* _WORK REQUIRED_:
Only these lines of the data below are wanted: the one with "#[derive(Debug, Error)]", the one with "pdf_extract::extract_text_from_mem(&document)", and any lines between them, each repeated exactly.

* _MATERIAL SUPPLIED_:
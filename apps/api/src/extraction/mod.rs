//! Resume text extraction.
//!
//! Thin wrapper over `pdf-extract`. Decoding is CPU-bound, so it runs on the
//! blocking pool. Empty output is an error: a resume with no extractable text
//! (scanned image, encrypted file) must never reach the model as an empty prompt.

use async_trait::async_trait;
use bytes::Bytes;
use thiserror::Error;
use tracing::debug;

const PDF_MAGIC: &[u8] = b"%PDF-";

#[derive(Debug, Error)]
pub enum ExtractionError {
    #[error("uploaded file is not a PDF")]
    NotPdf,

    #[error("failed to decode PDF: {0}")]
    Decode(String),

    #[error("no extractable text found (the PDF may be scanned or encrypted)")]
    Empty,

    #[error("extraction task failed: {0}")]
    Task(#[from] tokio::task::JoinError),
}

/// Converts an uploaded document into plain text.
#[async_trait]
pub trait TextExtractor: Send + Sync {
    async fn extract(&self, document: Bytes) -> Result<String, ExtractionError>;
}

/// Default extractor backed by the `pdf-extract` crate.
pub struct PdfTextExtractor;

#[async_trait]
impl TextExtractor for PdfTextExtractor {
    async fn extract(&self, document: Bytes) -> Result<String, ExtractionError> {
        if !is_pdf(&document) {
            return Err(ExtractionError::NotPdf);
        }

        let text = tokio::task::spawn_blocking(move || {
            pdf_extract::extract_text_from_mem(&document)
                .map_err(|e| ExtractionError::Decode(e.to_string()))
        })
        .await??;

        let text = ensure_text(text)?;
        debug!("Extracted {} characters from PDF", text.len());
        Ok(text)
    }
}

/// True when the buffer starts with the PDF magic bytes.
pub fn is_pdf(head: &[u8]) -> bool {
    head.starts_with(PDF_MAGIC)
}

/// Rejects whitespace-only output; otherwise returns the text unchanged.
pub fn ensure_text(text: String) -> Result<String, ExtractionError> {
    if text.trim().is_empty() {
        Err(ExtractionError::Empty)
    } else {
        Ok(text)
    }
}
#[cfg(test)]
mod tests {
    use super::*;
    use crate::schema::analysis::{analysis_schema, TOP_LEVEL_SECTIONS};
    use crate::schema::fixtures::{valid_analysis, words};
    use crate::schema::node::SchemaNode;
    use serde_json::json;

    fn normalizer() -> Normalizer<'static> {
        Normalizer::new(analysis_schema(), ContentPolicy::Advisory)
    }

    fn kinds(violations: &[ValidationError]) -> Vec<&'static str> {
        violations.iter().map(|v| v.kind.code()).collect()
    }

    /// Every `(path, field name)` pair declared required by the schema, depth-first.
    fn required_paths(node: &SchemaNode, value: &Value, path: Vec<String>, out: &mut Vec<Vec<String>>) {
        match node {
            SchemaNode::Object(o) => {
                for f in o.fields().iter().filter(|f| f.required) {
                    let mut child = path.clone();
                    child.push(f.name.to_string());
                    out.push(child.clone());
                    if let Some(v) = value.get(f.name) {
                        required_paths(&f.node, v, child, out);
                    }
                }
            }
            SchemaNode::Array(a) => {
                if let Some(first) = value.get(0) {
                    let mut child = path.clone();
                    child.push("0".to_string());
                    required_paths(&a.items, first, child, out);
                }
            }
            SchemaNode::Scalar(_) => {}
        }
    }

    fn remove_at(value: &mut Value, path: &[String]) {
        let (last, parents) = path.split_last().expect("non-empty path");
        let mut cursor = value;
        for segment in parents {
            cursor = match segment.parse::<usize>() {
                Ok(i) => &mut cursor[i],
                Err(_) => &mut cursor[segment.as_str()],
            };
        }
        cursor.as_object_mut().expect("object parent").remove(last);
    }

    fn field_path(path: &[String]) -> FieldPath {
        path.iter().fold(FieldPath::root(), |p, s| match s.parse::<usize>() {
            Ok(i) => p.index(i),
            Err(_) => p.key(s.as_str()),
        })
    }

    #[test]
    fn test_valid_document_passes_unchanged() {
        let input = valid_analysis();
        let result = normalizer()
            .normalize(&input.to_string())
            .expect("fixture must validate");
        assert_eq!(result.value, input);
        assert!(result.warnings.is_empty());
    }

    #[test]
    fn test_renormalizing_is_idempotent() {
        let n = normalizer();
        let first = n.normalize(&valid_analysis().to_string()).unwrap();
        let serialized = serde_json::to_string_pretty(&first.value).unwrap();
        let second = n.normalize(&serialized).unwrap();
        assert!(second.warnings.is_empty());
        assert_eq!(first.value, second.value);
    }

    #[test]
    fn test_each_missing_required_field_is_reported_at_its_path() {
        let fixture = valid_analysis();
        let mut paths = Vec::new();
        required_paths(analysis_schema(), &fixture, Vec::new(), &mut paths);
        assert!(paths.len() > 60, "walk should cover the nested schema");

        for path in paths {
            let mut doc = fixture.clone();
            remove_at(&mut doc, &path);
            let rejection = normalizer()
                .normalize(&doc.to_string())
                .expect_err("missing field must reject");
            let expected = field_path(&path);
            assert!(
                rejection.violations.iter().any(|v| v.kind == ViolationKind::MissingRequiredField
                    && v.path == expected),
                "no missing-required-field at {expected}: {:?}",
                rejection.violations
            );
        }
    }

    #[test]
    fn test_missing_top_level_section() {
        for section in TOP_LEVEL_SECTIONS {
            let mut doc = valid_analysis();
            doc.as_object_mut().unwrap().remove(*section);
            let rejection = normalizer().normalize(&doc.to_string()).unwrap_err();
            assert_eq!(rejection.violations.len(), 1);
            assert_eq!(rejection.violations[0].path, FieldPath::root().key(*section));
        }
    }

    #[test]
    fn test_learning_plan_length_mismatch() {
        for count in [5usize, 7] {
            let mut doc = valid_analysis();
            doc["career_roadmap"]["learning_plan_6_months"] = json!((1..=count)
                .map(|m| json!({ "month": m, "focus": "Focus" }))
                .collect::<Vec<_>>());
            let rejection = normalizer().normalize(&doc.to_string()).unwrap_err();
            let length_errors: Vec<_> = rejection
                .violations
                .iter()
                .filter(|v| matches!(v.kind, ViolationKind::LengthMismatch { .. }))
                .collect();
            assert_eq!(length_errors.len(), 1);
            assert_eq!(
                length_errors[0].kind,
                ViolationKind::LengthMismatch {
                    expected: 6,
                    actual: count
                }
            );
            assert_eq!(
                length_errors[0].path,
                FieldPath::from_keys(&["career_roadmap", "learning_plan_6_months"])
            );
        }
    }

    #[test]
    fn test_learning_plan_of_six_has_no_length_error() {
        let violations = normalizer().validate(&valid_analysis());
        assert!(!kinds(&violations).contains(&"length-mismatch"));
    }

    #[test]
    fn test_market_demand_is_case_sensitive() {
        let mut doc = valid_analysis();
        doc["market_intel"]["market_demand"] = json!("high");
        let rejection = normalizer().normalize(&doc.to_string()).unwrap_err();
        assert_eq!(kinds(&rejection.violations), vec!["enum-mismatch"]);
        assert_eq!(
            rejection.violations[0].path,
            FieldPath::from_keys(&["market_intel", "market_demand"])
        );

        doc["market_intel"]["market_demand"] = json!("High");
        assert!(normalizer().normalize(&doc.to_string()).is_ok());
    }

    #[test]
    fn test_recruiter_decision_enum() {
        let mut doc = valid_analysis();
        doc["recruiter_review"]["decision"] = json!("Hired");
        let rejection = normalizer().normalize(&doc.to_string()).unwrap_err();
        assert_eq!(
            rejection.violations[0].kind,
            ViolationKind::EnumMismatch {
                allowed: &["Shortlisted", "Rejected", "Maybe"],
                actual: "Hired".to_string()
            }
        );
    }

    #[test]
    fn test_bold_marker_in_no_bold_field() {
        let mut doc = valid_analysis();
        doc["resume_tailoring"]["enhanced_bullets"][0]["improved"] =
            json!("Cut latency by **40%** with a new cache");
        let rejection = normalizer().normalize(&doc.to_string()).unwrap_err();
        assert_eq!(kinds(&rejection.violations), vec!["forbidden-markup"]);
        assert_eq!(
            rejection.violations[0].path,
            FieldPath::from_keys(&["resume_tailoring", "enhanced_bullets"])
                .index(0)
                .key("improved")
        );
    }

    #[test]
    fn test_bold_marker_allowed_where_not_flagged() {
        let mut doc = valid_analysis();
        doc["resume_tailoring"]["new_summary"] = json!("**Backend** engineer");
        assert!(normalizer().normalize(&doc.to_string()).is_ok());
    }

    #[test]
    fn test_unparseable_root_short_circuits() {
        let rejection = normalizer()
            .normalize("I'm sorry, I can't produce that analysis.")
            .unwrap_err();
        assert_eq!(rejection.violations.len(), 1);
        assert!(rejection.is_unparseable());
        assert!(rejection.violations[0].path.is_root());
        assert_eq!(rejection.raw, "I'm sorry, I can't produce that analysis.");
    }

    #[test]
    fn test_truncated_json_is_unparseable() {
        let mut text = valid_analysis().to_string();
        text.truncate(text.len() / 2);
        let rejection = normalizer().normalize(&text).unwrap_err();
        assert_eq!(kinds(&rejection.violations), vec!["unparseable"]);
    }

    #[test]
    fn test_short_text_is_warning_under_advisory_policy() {
        let mut doc = valid_analysis();
        doc["recruiter_review"]["honest_feedback"] = json!(words(20));
        let result = normalizer().normalize(&doc.to_string()).expect("advisory passes");
        assert_eq!(result.warnings.len(), 1);
        assert_eq!(
            result.warnings[0].kind,
            ViolationKind::TooShort {
                required: 200,
                actual: 20
            }
        );
        assert_eq!(result.warnings[0].severity, Severity::Warning);
    }

    #[test]
    fn test_short_text_rejects_under_strict_policy() {
        let mut doc = valid_analysis();
        doc["career_roadmap"]["final_advice"] = json!("Keep going.");
        let rejection = Normalizer::new(analysis_schema(), ContentPolicy::Strict)
            .normalize(&doc.to_string())
            .unwrap_err();
        assert_eq!(kinds(&rejection.violations), vec!["too-short"]);
        assert!(rejection.violations[0].is_error());
    }

    #[test]
    fn test_word_count_splits_on_whitespace_runs() {
        let mut doc = valid_analysis();
        let spaced = vec!["word"; 50].join("  \n\t ");
        doc["ats_analysis"]["explanation"]["structural_feedback"] = json!(spaced);
        let result = normalizer().normalize(&doc.to_string()).unwrap();
        assert!(result.warnings.is_empty());
    }

    #[test]
    fn test_all_violations_are_collected() {
        let mut doc = valid_analysis();
        doc["market_intel"]["market_demand"] = json!("low");
        doc["recruiter_review"]["honest_feedback"] = json!(format!("{} **bold**", words(200)));
        doc.as_object_mut().unwrap().remove("interview_prep");
        doc["career_roadmap"]["learning_plan_6_months"]
            .as_array_mut()
            .unwrap()
            .pop();

        let rejection = normalizer().normalize(&doc.to_string()).unwrap_err();
        assert_eq!(
            kinds(&rejection.violations),
            vec![
                "enum-mismatch",
                "forbidden-markup",
                "missing-required-field",
                "length-mismatch"
            ]
        );
    }

    #[test]
    fn test_extra_fields_pass_through() {
        let mut doc = valid_analysis();
        doc["model_notes"] = json!({ "confidence": "high" });
        doc["candidate_info"]["location"] = json!("Remote");
        let result = normalizer().normalize(&doc.to_string()).unwrap();
        assert_eq!(result.value["model_notes"]["confidence"], "high");
        assert_eq!(result.value["candidate_info"]["location"], "Remote");
    }

    #[test]
    fn test_type_mismatches() {
        let mut doc = valid_analysis();
        doc["candidate_info"]["readiness_score"] = json!("82");
        doc["ats_analysis"]["overall_score"] = json!(78.5);
        doc["interview_prep"]["technical_questions"] = json!("one question");
        doc["candidate_info"]["name"] = Value::Null;

        let rejection = normalizer().normalize(&doc.to_string()).unwrap_err();
        let details: Vec<_> = rejection
            .violations
            .iter()
            .map(|v| (v.path.to_string(), v.detail.clone()))
            .collect();
        assert_eq!(
            details,
            vec![
                ("$.candidate_info.name".to_string(), "expected string, found null".to_string()),
                (
                    "$.candidate_info.readiness_score".to_string(),
                    "expected integer, found string".to_string()
                ),
                (
                    "$.ats_analysis.overall_score".to_string(),
                    "expected integer, found number".to_string()
                ),
                (
                    "$.interview_prep.technical_questions".to_string(),
                    "expected array, found string".to_string()
                ),
            ]
        );
    }

    #[test]
    fn test_root_must_be_object() {
        let rejection = normalizer().normalize("[1, 2, 3]").unwrap_err();
        assert_eq!(kinds(&rejection.violations), vec!["type-mismatch"]);
        assert!(!rejection.is_unparseable());
    }

    #[test]
    fn test_optional_null_is_absent() {
        let schema: SchemaNode = crate::schema::node::object()
            .required("a", crate::schema::node::string())
            .optional("b", crate::schema::node::integer())
            .into();
        let n = Normalizer::new(&schema, ContentPolicy::Strict);
        assert!(n.normalize(r#"{"a": "x", "b": null}"#).is_ok());
        assert!(n.normalize(r#"{"a": "x"}"#).is_ok());
        assert!(n.normalize(r#"{"a": "x", "b": "y"}"#).is_err());
    }

    #[test]
    fn test_content_policy_from_str() {
        assert_eq!("Strict".parse::<ContentPolicy>(), Ok(ContentPolicy::Strict));
        assert_eq!("advisory".parse::<ContentPolicy>(), Ok(ContentPolicy::Advisory));
        assert!("lenient".parse::<ContentPolicy>().is_err());
    }

    #[test]
    fn test_deterministic_output() {
        let mut doc = valid_analysis();
        doc["market_intel"]["market_demand"] = json!("medium");
        let text = doc.to_string();
        let a = normalizer().normalize(&text).unwrap_err();
        let b = normalizer().normalize(&text).unwrap_err();
        assert_eq!(a.violations, b.violations);
    }
}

* _EXERCISE RESULT_:
#[derive(Debug, Error)]
pub enum ExtractionError {
    #[error("uploaded file is not a PDF")]
    NotPdf,

    #[error("failed to decode PDF: {0}")]
    Decode(String),

    #[error("no extractable text found (the PDF may be scanned or encrypted)")]
    Empty,

    #[error("extraction task failed: {0}")]
    Task(#[from] tokio::task::JoinError),
}

/// Converts an uploaded document into plain text.
#[async_trait]
pub trait TextExtractor: Send + Sync {
    async fn extract(&self, document: Bytes) -> Result<String, ExtractionError>;
}

/// Default extractor backed by the `pdf-extract` crate.
pub struct PdfTextExtractor;

#[async_trait]
impl TextExtractor for PdfTextExtractor {
    async fn extract(&self, document: Bytes) -> Result<String, ExtractionError> {
        if !is_pdf(&document) {
            return Err(ExtractionError::NotPdf);
        }

        let text = tokio::task::spawn_blocking(move || {
            pdf_extract::extract_text_from_mem(&document)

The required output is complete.